Le souci de revalorisation de la profession a également incité la CGEA (filiale de Vivendi) à mener une politique d'apprentissage avec les branches professionnelles et l'Éducation nationale. En 1994, l'entreprise spécialisée dans le transport de personnes, les déchets et le nettoyage industriel a opté pour des CAP accessibles en formations initiale et continue, via la VAP. « Le diplôme a été conçu par et pour des professionnels, souligne Françoise Cirot, responsable du développement social du groupe. Dans un contexte réglementaire de plus en plus strict avec des métiers en évolution, nous avons besoin de salariés formés à ces nouvelles exigences. Et, pour une population d'ouvriers, le diplôme garantit la reconnaissance sociale. » Aujourd'hui, plus d'une centaine d'opérateurs sont en passe d'obtenir leur CAP via la VAP. Leur nouvelle qualification ne donne droit à aucune revalorisation salariale mais joue, selon Françoise Cirot, comme un accélérateur de carrière. « Le diplôme leur redonne confiance. »
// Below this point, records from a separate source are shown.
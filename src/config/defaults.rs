//! Default value functions for serde deserialization.

use crate::core::Roi;

pub fn strategic_grid_h() -> usize {
    24
}

pub fn strategic_grid_w() -> usize {
    32
}

pub fn strategic_warn() -> f32 {
    0.35
}

pub fn strategic_emergency() -> f32 {
    0.20
}

pub fn strategic_roi() -> Roi {
    Roi::new(0.10, 1.00, 0.10, 0.90)
}

pub fn reactive_grid_h() -> usize {
    12
}

pub fn reactive_grid_w() -> usize {
    16
}

pub fn reactive_warn() -> f32 {
    0.25
}

pub fn reactive_emergency() -> f32 {
    0.12
}

pub fn reactive_roi() -> Roi {
    Roi::new(0.50, 1.00, 0.25, 0.75)
}

pub fn fov_horizontal_deg() -> f32 {
    80.0
}

pub fn front_rows() -> usize {
    4
}

pub fn median_kernel() -> usize {
    5
}

pub fn enabled() -> bool {
    true
}
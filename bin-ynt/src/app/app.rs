use log::info;
use clap::{Parser, Subcommand};

use super::cmd::{diff, eval, root};
use super::utils::*;

#[derive(Parser, Debug)]
#[command(author, version, about, long_about = None)]
#[command(propagate_version = true)]
pub struct CliArgs {
    #[command(subcommand)]
    pub command: Cmd
}

#[derive(Subcommand, Debug)]
#[clap(rename_all="lower")]
pub enum Cmd {
    /// Differentiate a polynomial.
    Diff(diff::Args),
    /// Evaluate a polynomial (or its derivative) at given points.
    Eval(eval::Args),
    /// Find a root by Newton's method.
    Root(root::Args),
}

impl CliArgs { 
    fn log_level(&self) -> log::LevelFilter { 
        let level = match &self.command { 
            Cmd::Diff(args) => args.log,
            Cmd::Eval(args) => args.log,
            Cmd::Root(args) => args.log,
        };
        ypoly::util::log::level_filter(level)
    }
}

pub struct App {
    pub args: CliArgs
}

impl App { 
    pub fn new() -> Self { 
        let args = CliArgs::parse();
        App { args }
    }

    pub fn new_with(args: CliArgs) -> Self { 
        App { args }
    }

    pub fn run(&self) -> Result<String, Box<dyn std::error::Error>> { 
        self.init_logger();

        info!("args: {:?}", self.args);

        measure("time", || self.dispatch())
    }

    fn init_logger(&self) {
        let l = self.args.log_level();
        ypoly::util::log::init_simple_logger(l).ok(); // fails only if already set.
    }

    fn dispatch(&self) -> Result<String, Box<dyn std::error::Error>> { 
        guard_panic(||
            match &self.args.command { 
                Cmd::Diff(args) => diff::dispatch(args),
                Cmd::Eval(args) => eval::dispatch(args),
                Cmd::Root(args) => root::dispatch(args),
            }
        )
    }
}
Les beaux jours du coïnvestissement
Mais nombreuses sont les entreprises qui n'ont pas le temps de se pencher sur l'ensemble des dispositifs et qui misent sur les plans de formation internes. À l'image d'Unimétal, 1 250 salariés. La filiale d'Usinor s'est lancée dans une démarche compétences depuis cinq ans. « Nous avons créé des référentiels et nous pratiquons des entretiens professionnels tous les dix-huit mois qui débouchent sur des parcours d'évolution de carrière, souligne Guy Rouvière, directeur du développement des RH. Cette méthode offre de la souplesse et permet à toutes les populations de l'entreprise, hormis les cadres et les ingénieurs – soumis à des objectifs –, de se faire “valider” une compétence et de progresser. Cette logique de poste s'avère beaucoup plus enrichissante. » Libre sans doute aux salariés de prendre sur leur temps de loisir s'ils souhaitent compléter, ou acquérir, une formation susceptible de les faire rebondir. Le coïnvestissement, voire l'investissement tout court du salarié, a de beaux jours devant lui.